I have already deployed my VPC via this module listed below before I added a count.

This worked just fine, however do to changes in our infrastructure, I need to add a count to the module

module "core_vpc" {
  source = "./modules/vpc"

  count          = var.environment == "qa" || var.environment == "production" ? 1 : 0
  aws_region     = var.aws_region
  environment    = var.environment
  system         = var.system
  role           = var.system
  vpc_name       = var.system
  vpc_cidr       = var.vpc_cidr
  ssh_key_name   = var.ssh_key_name
  ssh_key_public = var.ssh_key_public
  nat_subnets    = var.nat_subnets
  nat_azs        = var.vpc_subnet_azs

}

Now Terraform wants to update my state file and destroy much of my configuration and replace it with what is shown in the example below. This is of course not just limited to route association, but all resources created within the module.I can't let this happen as I have production running and not want to mess with that.

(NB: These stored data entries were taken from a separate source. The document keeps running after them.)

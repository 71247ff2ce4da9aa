use crate::types::{HealthStatus, MetricKind};
use serde::{Deserialize, Serialize};

/// Relative weight of each metric in the composite health score.
#[derive(Debug, Clone, PartialEq, Serialize, Deserialize)]
#[serde(default)]
pub struct MetricWeights {
    pub consent_success_rate: f64,
    pub data_fetch_success_rate: f64,
    pub avg_response_time_seconds: f64,
    pub error_rate: f64,
}

impl Default for MetricWeights {
    fn default() -> Self {
        Self {
            consent_success_rate: 0.3,
            data_fetch_success_rate: 0.3,
            avg_response_time_seconds: 0.2,
            error_rate: 0.2,
        }
    }
}

impl MetricWeights {
    pub fn weight(&self, metric: MetricKind) -> f64 {
        match metric {
            MetricKind::ConsentSuccessRate => self.consent_success_rate,
            MetricKind::DataFetchSuccessRate => self.data_fetch_success_rate,
            MetricKind::AvgResponseTimeSeconds => self.avg_response_time_seconds,
            MetricKind::ErrorRate => self.error_rate,
        }
    }

    pub fn total(&self) -> f64 {
        MetricKind::ALL.iter().map(|m| self.weight(*m)).sum()
    }
}

#[derive(Debug, Clone, PartialEq, Serialize, Deserialize)]
#[serde(default)]
pub struct ScoringConfig {
    pub weights: MetricWeights,
    /// Response time at or above which the response-time component scores zero.
    pub max_response_time_seconds: f64,
    pub healthy_threshold: f64,
    pub degraded_threshold: f64,
}

impl Default for ScoringConfig {
    fn default() -> Self {
        Self {
            weights: MetricWeights::default(),
            max_response_time_seconds: 10.0,
            healthy_threshold: 7.0,
            degraded_threshold: 4.0,
        }
    }
}

impl ScoringConfig {
    pub fn new() -> Self {
        Self::default()
    }

    pub fn with_weights(mut self, weights: MetricWeights) -> Self {
        self.weights = weights;
        self
    }

    pub fn with_max_response_time(mut self, seconds: f64) -> Self {
        self.max_response_time_seconds = seconds;
        self
    }

    pub fn with_thresholds(mut self, healthy: f64, degraded: f64) -> Self {
        self.healthy_threshold = healthy;
        self.degraded_threshold = degraded;
        self
    }

    pub fn classify(&self, score: f64) -> HealthStatus {
        if score >= self.healthy_threshold {
            HealthStatus::Healthy
        } else if score >= self.degraded_threshold {
            HealthStatus::Degraded
        } else {
            HealthStatus::Critical
        }
    }

    pub fn validate(&self) -> Result<(), String> {
        for metric in MetricKind::ALL {
            let weight = self.weights.weight(metric);
            if !weight.is_finite() || weight < 0.0 {
                return Err(format!("Weight for {} must be non-negative", metric));
            }
        }

        if (self.weights.total() - 1.0).abs() > 1e-6 {
            return Err(format!(
                "Metric weights must sum to 1.0, got {:.4}",
                self.weights.total()
            ));
        }

        if !(self.max_response_time_seconds > 0.0) {
            return Err("Max response time must be greater than 0".to_string());
        }

        if !(0.0..=10.0).contains(&self.degraded_threshold)
            || !(0.0..=10.0).contains(&self.healthy_threshold)
        {
            return Err("Status thresholds must be between 0 and 10".to_string());
        }

        if self.degraded_threshold >= self.healthy_threshold {
            return Err("Degraded threshold must be below the healthy threshold".to_string());
        }

        Ok(())
    }
}

#[derive(Debug, Clone, PartialEq, Serialize, Deserialize)]
#[serde(default)]
pub struct AnalyzerConfig {
    pub history_days: u32,
    /// Share of observed weeks a bucket must be degraded in to count as recurring.
    pub recurrence_threshold: f64,
    pub min_observed_weeks: usize,
    /// Relative response-time increase that marks a peak-load signature.
    pub spike_factor: f64,
    /// Relative success-rate drop that counts as a floored metric.
    pub floor_drop: f64,
    /// Relative drop of a single metric that marks a degradation signature.
    pub decline_threshold: f64,
    /// Relative request volume drop that marks a backup signature.
    pub volume_drop: f64,
    /// Z-score magnitude an anomalous sample must exceed.
    pub anomaly_z_threshold: f64,
    /// Consecutive anomalous samples required before an anomaly is raised.
    pub anomaly_consecutive_samples: usize,
    pub baseline_window: usize,
    pub min_baseline_samples: usize,
    pub anomaly_ttl_minutes: u32,
}

impl Default for AnalyzerConfig {
    fn default() -> Self {
        Self {
            history_days: 30,
            recurrence_threshold: 0.6,
            min_observed_weeks: 2,
            spike_factor: 0.5,
            floor_drop: 0.5,
            decline_threshold: 0.15,
            volume_drop: 0.5,
            anomaly_z_threshold: 3.0,
            anomaly_consecutive_samples: 3,
            baseline_window: 96,
            min_baseline_samples: 10,
            anomaly_ttl_minutes: 60,
        }
    }
}

impl AnalyzerConfig {
    pub fn new() -> Self {
        Self::default()
    }

    pub fn with_recurrence_threshold(mut self, threshold: f64) -> Self {
        self.recurrence_threshold = threshold;
        self
    }

    pub fn with_anomaly_rule(mut self, z_threshold: f64, consecutive: usize) -> Self {
        self.anomaly_z_threshold = z_threshold;
        self.anomaly_consecutive_samples = consecutive;
        self
    }

    pub fn with_anomaly_ttl_minutes(mut self, minutes: u32) -> Self {
        self.anomaly_ttl_minutes = minutes;
        self
    }

    pub fn with_baseline(mut self, window: usize, min_samples: usize) -> Self {
        self.baseline_window = window;
        self.min_baseline_samples = min_samples;
        self
    }

    pub fn validate(&self) -> Result<(), String> {
        if self.history_days == 0 {
            return Err("History window must be at least one day".to_string());
        }

        if !(self.recurrence_threshold > 0.0 && self.recurrence_threshold <= 1.0) {
            return Err("Recurrence threshold must be in (0, 1]".to_string());
        }

        if self.min_observed_weeks == 0 {
            return Err("At least one observed week is required".to_string());
        }

        if !(self.anomaly_z_threshold > 0.0) {
            return Err("Anomaly z threshold must be greater than 0".to_string());
        }

        if self.anomaly_consecutive_samples == 0 {
            return Err("Anomaly consecutive samples must be greater than 0".to_string());
        }

        if self.min_baseline_samples < 2 || self.baseline_window < self.min_baseline_samples {
            return Err(
                "Baseline window must hold at least the minimum baseline samples (>= 2)"
                    .to_string(),
            );
        }

        if self.anomaly_ttl_minutes == 0 {
            return Err("Anomaly TTL must be greater than 0".to_string());
        }

        for (name, value) in [
            ("spike_factor", self.spike_factor),
            ("floor_drop", self.floor_drop),
            ("decline_threshold", self.decline_threshold),
            ("volume_drop", self.volume_drop),
        ] {
            if !(value > 0.0) {
                return Err(format!("{} must be greater than 0", name));
            }
        }

        Ok(())
    }
}

#[derive(Debug, Clone, PartialEq, Serialize, Deserialize)]
#[serde(default)]
pub struct ForecastConfig {
    pub healthy_base: f64,
    pub degraded_base: f64,
    pub critical_base: f64,
    /// Score slope (points per hour) below which the trend counts as declining.
    pub decline_slope_threshold: f64,
    /// Probability added per point-per-hour of decline.
    pub trend_sensitivity: f64,
    pub max_trend_boost: f64,
    /// Probability removed when the score is recovering faster than the threshold.
    pub recovery_credit: f64,
    pub pattern_boost: f64,
    pub anomaly_boost: f64,
    pub max_anomaly_boost: f64,
}

impl Default for ForecastConfig {
    fn default() -> Self {
        Self {
            healthy_base: 0.1,
            degraded_base: 0.4,
            critical_base: 0.75,
            decline_slope_threshold: 0.25,
            trend_sensitivity: 0.1,
            max_trend_boost: 0.2,
            recovery_credit: 0.05,
            pattern_boost: 0.3,
            anomaly_boost: 0.1,
            max_anomaly_boost: 0.2,
        }
    }
}

impl ForecastConfig {
    pub fn new() -> Self {
        Self::default()
    }

    pub fn with_base_probabilities(mut self, healthy: f64, degraded: f64, critical: f64) -> Self {
        self.healthy_base = healthy;
        self.degraded_base = degraded;
        self.critical_base = critical;
        self
    }

    pub fn with_pattern_boost(mut self, boost: f64) -> Self {
        self.pattern_boost = boost;
        self
    }

    pub fn base_probability(&self, status: HealthStatus) -> Option<f64> {
        match status {
            HealthStatus::Healthy => Some(self.healthy_base),
            HealthStatus::Degraded => Some(self.degraded_base),
            HealthStatus::Critical => Some(self.critical_base),
            HealthStatus::Unknown => None,
        }
    }

    pub fn validate(&self) -> Result<(), String> {
        for (name, value) in [
            ("healthy_base", self.healthy_base),
            ("degraded_base", self.degraded_base),
            ("critical_base", self.critical_base),
            ("max_trend_boost", self.max_trend_boost),
            ("recovery_credit", self.recovery_credit),
            ("pattern_boost", self.pattern_boost),
            ("anomaly_boost", self.anomaly_boost),
            ("max_anomaly_boost", self.max_anomaly_boost),
        ] {
            if !(0.0..=1.0).contains(&value) {
                return Err(format!("{} must be between 0.0 and 1.0", name));
            }
        }

        if !(self.healthy_base <= self.degraded_base && self.degraded_base <= self.critical_base) {
            return Err("Base probabilities must not decrease with severity".to_string());
        }

        if !(self.decline_slope_threshold >= 0.0) || !(self.trend_sensitivity >= 0.0) {
            return Err("Trend settings must be non-negative".to_string());
        }

        Ok(())
    }
}

#[derive(Debug, Clone, PartialEq, Serialize, Deserialize)]
#[serde(default)]
pub struct ImpactConfig {
    pub revenue_per_user: f64,
    pub operational_cost_per_user: f64,
    pub moderate_probability: f64,
    pub severe_probability: f64,
    pub sla_medium_probability: f64,
    pub sla_high_probability: f64,
}

impl Default for ImpactConfig {
    fn default() -> Self {
        Self {
            revenue_per_user: 150.0,
            operational_cost_per_user: 50.0,
            moderate_probability: 0.4,
            severe_probability: 0.7,
            sla_medium_probability: 0.3,
            sla_high_probability: 0.6,
        }
    }
}

impl ImpactConfig {
    pub fn new() -> Self {
        Self::default()
    }

    pub fn with_costs(mut self, revenue_per_user: f64, operational_cost_per_user: f64) -> Self {
        self.revenue_per_user = revenue_per_user;
        self.operational_cost_per_user = operational_cost_per_user;
        self
    }

    pub fn cost_per_user(&self) -> f64 {
        self.revenue_per_user + self.operational_cost_per_user
    }

    pub fn validate(&self) -> Result<(), String> {
        if !(self.revenue_per_user >= 0.0) || !(self.operational_cost_per_user >= 0.0) {
            return Err("Per-user costs must be non-negative".to_string());
        }

        if !(0.0 < self.moderate_probability
            && self.moderate_probability < self.severe_probability
            && self.severe_probability <= 1.0)
        {
            return Err(
                "Satisfaction thresholds must satisfy 0 < moderate < severe <= 1".to_string(),
            );
        }

        if !(0.0 < self.sla_medium_probability
            && self.sla_medium_probability < self.sla_high_probability
            && self.sla_high_probability <= 1.0)
        {
            return Err("SLA thresholds must satisfy 0 < medium < high <= 1".to_string());
        }

        Ok(())
    }
}

#[cfg(test)]
mod tests {
    use super::*;

    #[test]
    fn test_default_configs_validate() {
        assert!(ScoringConfig::default().validate().is_ok());
        assert!(AnalyzerConfig::default().validate().is_ok());
        assert!(ForecastConfig::default().validate().is_ok());
        assert!(ImpactConfig::default().validate().is_ok());
    }

    #[test]
    fn test_scoring_classification() {
        let config = ScoringConfig::default();
        assert_eq!(config.classify(7.0), HealthStatus::Healthy);
        assert_eq!(config.classify(6.99), HealthStatus::Degraded);
        assert_eq!(config.classify(4.0), HealthStatus::Degraded);
        assert_eq!(config.classify(3.99), HealthStatus::Critical);
    }

    #[test]
    fn test_scoring_validation() {
        let mut config = ScoringConfig::default();
        config.weights.error_rate = 0.5;
        assert!(config.validate().is_err());

        let config = ScoringConfig::new().with_thresholds(4.0, 7.0);
        assert!(config.validate().is_err());

        let config = ScoringConfig::new().with_max_response_time(0.0);
        assert!(config.validate().is_err());
    }

    #[test]
    fn test_analyzer_builder() {
        let config = AnalyzerConfig::new()
            .with_recurrence_threshold(0.75)
            .with_anomaly_rule(2.5, 4)
            .with_anomaly_ttl_minutes(30);
        assert_eq!(config.recurrence_threshold, 0.75);
        assert_eq!(config.anomaly_consecutive_samples, 4);
        assert!(config.validate().is_ok());

        assert!(AnalyzerConfig::new().with_baseline(5, 10).validate().is_err());
        assert!(AnalyzerConfig::new()
            .with_recurrence_threshold(1.5)
            .validate()
            .is_err());
    }

    #[test]
    fn test_forecast_base_probabilities() {
        let config = ForecastConfig::default();
        assert_eq!(config.base_probability(HealthStatus::Unknown), None);
        assert!(
            config.base_probability(HealthStatus::Critical)
                > config.base_probability(HealthStatus::Healthy)
        );

        let inverted = ForecastConfig::new().with_base_probabilities(0.8, 0.4, 0.1);
        assert!(inverted.validate().is_err());
    }

    #[test]
    fn test_impact_config_partial_deserialize() {
        let config: ImpactConfig = serde_json::from_str(r#"{"revenue_per_user": 100.0}"#).unwrap();
        assert_eq!(config.revenue_per_user, 100.0);
        assert_eq!(config.operational_cost_per_user, 50.0);
        assert_eq!(config.cost_per_user(), 150.0);
    }
}
//! Sandboxed execution on top of a container engine.
//!
//! `ContainerEngine` is the seam to the engine daemon. `DockerEngine` talks to
//! Docker through bollard; `SandboxRunner` drives any engine through one
//! create/start/wait/collect/remove cycle per request.

use async_trait::async_trait;
use crate::errors::EngineError;

pub mod docker;
pub mod runner;

pub use docker::DockerEngine;
pub use runner::SandboxRunner;

/// Everything the engine needs to create one sandbox container.
#[derive(Debug, Clone, PartialEq)]
pub struct ContainerSpec {
    pub name: String,
    pub image: String,
    pub cmd: Vec<String>,
    /// Host directory bound read-write at `mount_path`.
    pub host_dir: String,
    pub mount_path: String,
    /// `uid:gid` the program runs as, so what it writes stays removable.
    pub user: Option<String>,
    pub memory_bytes: i64,
    pub nano_cpus: i64,
    pub pids_limit: i64,
}

/// Output collected after the container stopped.
#[derive(Debug, Clone, Default, PartialEq)]
pub struct CapturedOutput {
    pub stdout: String,
    pub stderr: String,
    pub combined: String,
}

impl CapturedOutput {
    pub fn push_stdout(&mut self, chunk: &str) {
        self.stdout.push_str(chunk);
        self.combined.push_str(chunk);
    }

    pub fn push_stderr(&mut self, chunk: &str) {
        self.stderr.push_str(chunk);
        self.combined.push_str(chunk);
    }
}

#[async_trait]
pub trait ContainerEngine: Send + Sync {
    /// Connectivity check, run before every request.
    async fn ping(&self) -> Result<(), EngineError>;

    async fn image_exists(&self, image: &str) -> Result<bool, EngineError>;

    async fn pull_image(&self, image: &str) -> Result<(), EngineError>;

    /// Returns the engine's container id.
    async fn create_container(&self, spec: &ContainerSpec) -> Result<String, EngineError>;

    async fn start_container(&self, id: &str) -> Result<(), EngineError>;

    /// Block until the container stops; returns its exit status.
    async fn wait_container(&self, id: &str) -> Result<i64, EngineError>;

    async fn collect_output(&self, id: &str) -> Result<CapturedOutput, EngineError>;

    async fn kill_container(&self, id: &str) -> Result<(), EngineError>;

    /// Force removal, including anonymous volumes.
    async fn remove_container(&self, id: &str) -> Result<(), EngineError>;
}
//! Tests for configuration parsing, validation and environment overrides

#[cfg(test)]
mod tests {
    use super::super::*;
    use crate::errors::CodeboxError;
    use serial_test::serial;
    use std::env;
    use std::io::Write;
    use std::time::Duration;
    use tempfile::NamedTempFile;

    fn clear_env() {
        for key in [
            ENV_IMAGE,
            ENV_TIMEOUT_SECS,
            ENV_MEMORY_MB,
            ENV_CPUS,
            ENV_ENGINE_HOST,
            ENV_WORKSPACE_DIR,
        ] {
            env::remove_var(key);
        }
    }

    #[test]
    fn test_defaults_are_valid() {
        let config = CodeboxConfig::default();
        assert!(config.validate().is_ok());
        assert_eq!(config.sandbox.image, "python:3.10");
        assert_eq!(
            config.sandbox.entry_command(),
            vec!["python".to_string(), "/code/code.py".to_string()]
        );
    }

    #[test]
    fn test_empty_document_yields_defaults() {
        let config = ConfigLoader::from_str("   \n").unwrap();
        assert_eq!(config, CodeboxConfig::default());
    }

    #[test]
    fn test_partial_yaml_keeps_other_defaults() {
        let yaml = r#"
limits:
  timeout_secs: 3
  memory_mb: 128
sandbox:
  image: "python:3.12-slim"
"#;
        let config = ConfigLoader::from_str(yaml).unwrap();
        assert_eq!(config.limits.timeout_secs, 3);
        assert_eq!(config.limits.memory_mb, 128);
        assert_eq!(config.limits.cpus, 1.0);
        assert_eq!(config.sandbox.image, "python:3.12-slim");
        assert_eq!(config.sandbox.mount_path, "/code");
    }

    #[test]
    fn test_resource_limits_conversion() {
        let limits = LimitsConfig {
            timeout_secs: 5,
            memory_mb: 64,
            cpus: 0.5,
            pids_limit: 32,
        }
        .to_resource_limits();
        assert_eq!(limits.timeout, Duration::from_secs(5));
        assert_eq!(limits.memory_bytes, 64 * 1024 * 1024);
        assert_eq!(limits.nano_cpus(), 500_000_000);
        assert_eq!(limits.pids_limit, 32);
    }

    #[test]
    fn test_rejects_unpinned_images() {
        for image in ["python", "python:latest", "registry:5000/python", ":3.10"] {
            let mut config = CodeboxConfig::default();
            config.sandbox.image = image.to_string();
            assert!(
                matches!(config.validate(), Err(CodeboxError::Config(_))),
                "image '{}' should be rejected",
                image
            );
        }

        let mut config = CodeboxConfig::default();
        config.sandbox.image = "registry:5000/python:3.10".to_string();
        assert!(config.validate().is_ok());
    }

    #[test]
    fn test_rejects_unbounded_limits() {
        let mut config = CodeboxConfig::default();
        config.limits.timeout_secs = 0;
        assert!(config.validate().is_err());

        let mut config = CodeboxConfig::default();
        config.limits.memory_mb = 0;
        assert!(config.validate().is_err());

        let mut config = CodeboxConfig::default();
        config.limits.cpus = 0.0;
        assert!(config.validate().is_err());

        let mut config = CodeboxConfig::default();
        config.limits.cpus = f64::NAN;
        assert!(config.validate().is_err());
    }

    #[test]
    fn test_rejects_memory_limit_beyond_engine_range() {
        let mut config = CodeboxConfig::default();
        config.limits.memory_mb = u64::MAX / 1024;
        assert!(matches!(config.validate(), Err(CodeboxError::Config(_))));
        // Conversion never overflows, even for a config that skipped validation.
        assert_eq!(config.limits.to_resource_limits().memory_bytes, u64::MAX);

        let mut config = CodeboxConfig::default();
        config.limits.memory_mb = MAX_MEMORY_MB;
        assert!(config.validate().is_ok());
        let bytes = config.limits.to_resource_limits().memory_bytes;
        assert!(i64::try_from(bytes).is_ok());
    }

    #[test]
    fn test_rejects_bad_paths() {
        let mut config = CodeboxConfig::default();
        config.sandbox.mount_path = "code".to_string();
        assert!(config.validate().is_err());

        let mut config = CodeboxConfig::default();
        config.sandbox.file_name = "../escape.py".to_string();
        assert!(config.validate().is_err());
    }

    #[test]
    fn test_invalid_yaml_is_config_error() {
        let result = ConfigLoader::from_str("limits: [not, a, map]");
        assert!(matches!(result, Err(CodeboxError::Config(_))));
    }

    #[tokio::test]
    #[serial]
    async fn test_load_from_file_with_env_overrides() {
        clear_env();
        let mut file = NamedTempFile::new().unwrap();
        writeln!(file, "limits:\n  timeout_secs: 7\n  memory_mb: 512").unwrap();

        env::set_var(ENV_MEMORY_MB, "128");
        env::set_var(ENV_ENGINE_HOST, "tcp://127.0.0.1:2375");
        let config = ConfigLoader::load(Some(file.path())).await;
        clear_env();

        let config = config.unwrap();
        assert_eq!(config.limits.timeout_secs, 7);
        assert_eq!(config.limits.memory_mb, 128);
        assert_eq!(config.engine.host.as_deref(), Some("tcp://127.0.0.1:2375"));
    }

    #[tokio::test]
    #[serial]
    async fn test_invalid_env_value_is_rejected() {
        clear_env();
        env::set_var(ENV_TIMEOUT_SECS, "soon");
        let result = ConfigLoader::load(None).await;
        clear_env();

        match result {
            Err(CodeboxError::Config(msg)) => assert!(msg.contains(ENV_TIMEOUT_SECS)),
            other => panic!("expected config error, got {:?}", other),
        }
    }

    #[tokio::test]
    #[serial]
    async fn test_missing_file_is_config_error() {
        clear_env();
        let result = ConfigLoader::from_file("/definitely/not/here/codebox.yaml").await;
        assert!(matches!(result, Err(CodeboxError::Config(_))));
    }
}
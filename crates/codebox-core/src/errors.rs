//! Error types for request handling
//!
//! Only failures that happen before a sandbox exists live here. Anything the
//! sandbox itself produces, including engine faults, is reported through
//! `ExecutionResult` so callers can always tell a broken program from a broken
//! platform.

use thiserror::Error;

#[derive(Error, Debug)]
pub enum CodeboxError {
    #[error("Validation error: {0}")]
    Validation(String),
    #[error("Could not prepare workspace: {0}")]
    Staging(String),
    #[error("Configuration error: {0}")]
    Config(String),
    #[error("I/O error: {0}")]
    Io(#[from] std::io::Error),
}

impl CodeboxError {
    pub fn validation(msg: impl Into<String>) -> Self {
        Self::Validation(msg.into())
    }

    pub fn staging(msg: impl Into<String>) -> Self {
        Self::Staging(msg.into())
    }

    pub fn config(msg: impl Into<String>) -> Self {
        Self::Config(msg.into())
    }
}

impl From<serde_yaml::Error> for CodeboxError {
    fn from(err: serde_yaml::Error) -> Self {
        CodeboxError::Config(format!("Failed to parse YAML config: {}", err))
    }
}

// Engine client failures, kept apart from CodeboxError on purpose: they are
// converted into an InfrastructureError result, never propagated with `?`.
#[derive(Error, Debug)]
pub enum EngineError {
    #[error("Container engine is unreachable: {0}")]
    Unreachable(String),
    #[error("Image '{image}' is unavailable: {message}")]
    ImageUnavailable { image: String, message: String },
    #[error("Bollard (Docker client) error: {0}")]
    BollardError(#[from] bollard::errors::Error),
    #[error("Container engine error: {0}")]
    Other(String),
}
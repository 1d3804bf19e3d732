//! In-memory container engine for exercising the runner and façade without a
//! Docker daemon.

use async_trait::async_trait;
use std::sync::{Arc, Mutex};
use std::time::Duration;

use crate::errors::EngineError;
use crate::executors::{CapturedOutput, ContainerEngine, ContainerSpec};

/// How the fake engine behaves for every container it runs.
#[derive(Debug, Clone)]
pub struct FakeBehavior {
    pub unreachable: bool,
    pub image_present: bool,
    pub pull_fails: bool,
    pub start_fails: bool,
    pub wait_fails: bool,
    pub logs_fails: bool,
    pub exit_code: i64,
    pub stdout: String,
    pub stderr: String,
    pub run_for: Duration,
    /// How long `remove_container` takes before it is recorded.
    pub remove_takes: Duration,
}

impl FakeBehavior {
    pub fn exits(exit_code: i64, stdout: &str, stderr: &str) -> Self {
        Self {
            unreachable: false,
            image_present: true,
            pull_fails: false,
            start_fails: false,
            wait_fails: false,
            logs_fails: false,
            exit_code,
            stdout: stdout.to_string(),
            stderr: stderr.to_string(),
            run_for: Duration::ZERO,
            remove_takes: Duration::ZERO,
        }
    }

    pub fn unreachable() -> Self {
        let mut behavior = Self::exits(0, "", "");
        behavior.unreachable = true;
        behavior
    }
}

#[derive(Debug, Default)]
struct FakeState {
    created: Vec<(String, ContainerSpec)>,
    staged_sources: Vec<String>,
    pulled: Vec<String>,
    killed: Vec<String>,
    removed: Vec<String>,
}

#[derive(Clone)]
pub struct FakeEngine {
    behavior: FakeBehavior,
    state: Arc<Mutex<FakeState>>,
}

impl FakeEngine {
    pub fn new(behavior: FakeBehavior) -> Self {
        Self {
            behavior,
            state: Arc::new(Mutex::new(FakeState::default())),
        }
    }

    pub fn created(&self) -> Vec<ContainerSpec> {
        let state = self.state.lock().unwrap();
        state.created.iter().map(|(_, spec)| spec.clone()).collect()
    }

    pub fn created_ids(&self) -> Vec<String> {
        let state = self.state.lock().unwrap();
        state.created.iter().map(|(id, _)| id.clone()).collect()
    }

    /// Contents of the workspace files, read when each container was created.
    pub fn staged_sources(&self) -> Vec<String> {
        self.state.lock().unwrap().staged_sources.clone()
    }

    pub fn pulled(&self) -> Vec<String> {
        self.state.lock().unwrap().pulled.clone()
    }

    pub fn killed(&self) -> Vec<String> {
        self.state.lock().unwrap().killed.clone()
    }

    pub fn removed(&self) -> Vec<String> {
        self.state.lock().unwrap().removed.clone()
    }

    fn check_reachable(&self) -> Result<(), EngineError> {
        if self.behavior.unreachable {
            return Err(EngineError::Unreachable(
                "connection refused (fake engine)".to_string(),
            ));
        }
        Ok(())
    }
}

#[async_trait]
impl ContainerEngine for FakeEngine {
    async fn ping(&self) -> Result<(), EngineError> {
        self.check_reachable()
    }

    async fn image_exists(&self, image: &str) -> Result<bool, EngineError> {
        self.check_reachable()?;
        let pulled = self.state.lock().unwrap().pulled.iter().any(|p| p == image);
        Ok(self.behavior.image_present || pulled)
    }

    async fn pull_image(&self, image: &str) -> Result<(), EngineError> {
        self.check_reachable()?;
        if self.behavior.pull_fails {
            return Err(EngineError::ImageUnavailable {
                image: image.to_string(),
                message: "manifest unknown".to_string(),
            });
        }
        self.state.lock().unwrap().pulled.push(image.to_string());
        Ok(())
    }

    async fn create_container(&self, spec: &ContainerSpec) -> Result<String, EngineError> {
        self.check_reachable()?;
        let mut sources = Vec::new();
        if let Ok(entries) = std::fs::read_dir(&spec.host_dir) {
            for entry in entries.flatten() {
                if let Ok(content) = std::fs::read_to_string(entry.path()) {
                    sources.push(content);
                }
            }
        }

        let mut state = self.state.lock().unwrap();
        let id = format!("fake-{}", state.created.len());
        state.created.push((id.clone(), spec.clone()));
        state.staged_sources.extend(sources);
        Ok(id)
    }

    async fn start_container(&self, _id: &str) -> Result<(), EngineError> {
        self.check_reachable()?;
        if self.behavior.start_fails {
            return Err(EngineError::Other("cannot start container".to_string()));
        }
        Ok(())
    }

    async fn wait_container(&self, _id: &str) -> Result<i64, EngineError> {
        tokio::time::sleep(self.behavior.run_for).await;
        if self.behavior.wait_fails {
            return Err(EngineError::Other("wait stream broke".to_string()));
        }
        Ok(self.behavior.exit_code)
    }

    async fn collect_output(&self, _id: &str) -> Result<CapturedOutput, EngineError> {
        if self.behavior.logs_fails {
            return Err(EngineError::Other("log stream broke".to_string()));
        }
        let mut output = CapturedOutput::default();
        output.push_stdout(&self.behavior.stdout);
        output.push_stderr(&self.behavior.stderr);
        Ok(output)
    }

    async fn kill_container(&self, id: &str) -> Result<(), EngineError> {
        self.state.lock().unwrap().killed.push(id.to_string());
        Ok(())
    }

    async fn remove_container(&self, id: &str) -> Result<(), EngineError> {
        tokio::time::sleep(self.behavior.remove_takes).await;
        self.state.lock().unwrap().removed.push(id.to_string());
        Ok(())
    }
}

 module.K8_subnets.aws_route_table_association.subnet[0] will be destroyed

and replace it with:

module.K8_subnets[0].aws_route_table_association.subnet[0] will be created

Is there a way of preventing Terraform of making these changes? Short of changing it manually in the tf-state. All I want is the for the VPC not to be deployed in DEV.

Thanks.

Church answered 12/4, 2021 at 11:56 Comment(4)
You can try a terraform state mv 'module.K8_subnets' 'module.K8_subnets[0]' - but make sure to backup your state files prior to that.Remainderman
Cool, I will give that a try.Church
So that worked really well. Thanks @luk2302! You rock!Church
@Remainderman - could you consider turning that into an answer so you can increase your vast reputation points? Your answer was very timely and helped me out as well.Asexual
R
8

You can "move" the terraform state using tf state mv src target. Specifically you can move the old non-counter version into the new counted version at index 0:

terraform state mv 'module.K8_subnets' 'module.K8_subnets[0]'

This works for individual resources as well as for entire modules. And it works for for_each resource as well, there you would not have an index but a key to move to. And this even works the other way around, if you remove the count / for_each but want to still keep the resource(s).

Remainderman answered 2/6, 2021 at 9:11 Comment(2)
this is really inconvenient when you change a module that is used in many places, and you have to run this command for each occurance of the module.Badly
@Badly yes, that is why terraform not too long ago introduced a moved { } block: terraform.io/language/modules/develop/refactoringRemainderman
R
3

More suitable answer is the one in comments of accepted answer.

Terraform has introduced a moved { } block from Terraform v1.1 and later.